Dans le Fabron, quartier bourgeois très bien entretenu, sorte de havre verdoyant tant universitaire qu'historique, la verdure est présente partout, et rayonne sous le doux soleil de la Côte-d'Azur.

Près d'une élégante villa, l'agitation règne. Plusieurs jeunes hommes contrôlent les nouveaux arrivants. Ces vigiles semblent accueillir, mais surtout sélectionner les visiteurs : ceux qu'ils ne connaissent pas suffisamment sont priés de faire demi-tour ou d'appeler quelqu'un qui pourra confirmer leur identité.

Lorsqu'Ethan gare sa moto noire devant la propriété, il enlève son casque, descend de sa monture, l'enchaîne rapidement et se dirige vers l'entrée.

Il échange un regard avec les mecs devant l'entrée : ces derniers ne disent rien et détournent le visage pour le laisser passer. Le reconnaissant, plusieurs autres personnes s'écartent aussitôt sur son chemin.
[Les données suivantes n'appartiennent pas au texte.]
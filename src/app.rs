use std::net::SocketAddr;
use axum::{Router, routing::get};
use tower_http::{cors::CorsLayer, trace::TraceLayer};
use crate::state::AppState;
use crate::{invoices, seed};

pub fn build_app(state: AppState) -> Router {
    Router::new()
        .merge(invoices::router())
        .merge(seed::router())
        .route("/health", get(|| async { "ok" }))
        .with_state(state)
        .layer(CorsLayer::permissive())
        .layer(
            TraceLayer::new_for_http()
                .make_span_with(|req: &axum::http::Request<_>| {
                    let method = req.method().clone();
                    let uri = req.uri().clone();
                    tracing::info_span!("http_request", %method, uri = %uri, status = tracing::field::Empty)
                })
                .on_response(
                    |res: &axum::http::Response<_>,
                     _latency: std::time::Duration,
                     span: &tracing::Span| {
                        let status = res.status();
                        span.record("status", tracing::field::display(status));
                        if status.is_server_error() {
                            tracing::error!(%status, "response");
                        } else {
                            tracing::info!(%status, "response");
                        }
                    },
                ),
        )
}

/// Serve until Ctrl-C / SIGTERM, then close the pool.
pub async fn serve(app: Router, state: AppState) -> anyhow::Result<()> {
    let addr: SocketAddr = state.config.bind_addr().parse()?;

    tracing::info!("listening on {}", addr);
    let listener = tokio::net::TcpListener::bind(addr).await?;
    axum::serve(listener, app)
        .with_graceful_shutdown(shutdown_signal())
        .await?;

    tracing::info!("shutting down; closing database pool");
    state.db.close().await;
    Ok(())
}

async fn shutdown_signal() {
    let ctrl_c = async {
        if let Err(e) = tokio::signal::ctrl_c().await {
            tracing::error!(error = %e, "failed to listen for ctrl-c");
        }
    };

    #[cfg(unix)]
    let terminate = async {
        match tokio::signal::unix::signal(tokio::signal::unix::SignalKind::terminate()) {
            Ok(mut sig) => {
                sig.recv().await;
            }
            Err(e) => {
                tracing::error!(error = %e, "failed to listen for SIGTERM");
                std::future::pending::<()>().await;
            }
        }
    };

    #[cfg(not(unix))]
    let terminate = std::future::pending::<()>();

    tokio::select! {
        _ = ctrl_c => {},
        _ = terminate => {},
    }
}

#[cfg(test)]
mod tests {
    use std::sync::Arc;

    use axum::{body::Body, http::{Request, StatusCode}};
    use tower::ServiceExt;

    use super::*;
    use crate::invoices::testing::SpyStore;

    #[tokio::test]
    async fn health_is_ok() {
        let app = build_app(AppState::fake(Arc::new(SpyStore::default())));
        let res = app
            .oneshot(Request::builder().uri("/health").body(Body::empty()).unwrap())
            .await
            .unwrap();
        assert_eq!(res.status(), StatusCode::OK);
    }

    #[tokio::test]
    async fn invoices_list_is_routed() {
        let app = build_app(AppState::fake(Arc::new(SpyStore::default())));
        let res = app
            .oneshot(
                Request::builder()
                    .uri("/dashboard/invoices?query=&page=1")
                    .body(Body::empty())
                    .unwrap(),
            )
            .await
            .unwrap();
        assert_eq!(res.status(), StatusCode::OK);
    }
}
À l'intérieur, c'est une sorte de festivité privée, et il règne une ambiance électrique. Tout le monde n'est pas forcément ami ici : dans certains groupes la tension est palpable. Dans d'autres ça va mieux : on échange des sollicitations. Mais il y a tout de même de la nervosité chez certains, de l'agacement voire de la frustration.

Après avoir balayé les lieux d'un regard froid, Ethan se dirige vers l'un des mecs présents, debout entre le bar et les canapés, discutant avec une magnifique jeune femme.

— Hey, dit Ethan, en lui donnant un petit coup du poing sur l'épaule pour obtenir toute son attention.

Le gars se retourne : il a un léger sourire et paraît plutôt ravi de le voir.

— Hey, je croyais que tu ne viendrais pas !

— J'ai changé d'avis. Mais je viens juste prendre un verre, rapide. Je ne reste pas.

— Salut ! dit la fille en adressant un grand sourire à Ethan, qui hoche simplement la tête en retour.

— Je peux te parler deux minutes, Dorian ?

Dorian affiche un sourire tendu.

— Bien sûr.

Et, s'adressant à la fille :

— Laisse-nous, s'il te plaît.

Le sourire de la jeune fille s'efface, et elle baisse les yeux avant de se détourner lentement et de partir sans un mot.

Les deux jeunes hommes se dirigent vers le bar et s'y installent. Un mec se dépêche d'apporter une bouteille, des citrons et des pailles à Ethan, comme pour lui souhaiter la bienvenue. Ou comme s'il était craint.

Ils se servent tous deux un verre, concentré de cognac et de rhum.

— Tu veux voir le proprio ? demande Dorian.

— Non. Ça ne me concerne pas.

Ethan saisit son verre d'alcool et, d'un geste assuré, le boit en quelques gorgées sans s'arrêter. On lui apporte encore différents amuse-gueule : plusieurs personnes se sont mobilisées dès son arrivée pour lui amener des choses, soucieux de son confort. Même ici les gens le craignent : personne ne veut se mettre en mauvais termes avec Ethan.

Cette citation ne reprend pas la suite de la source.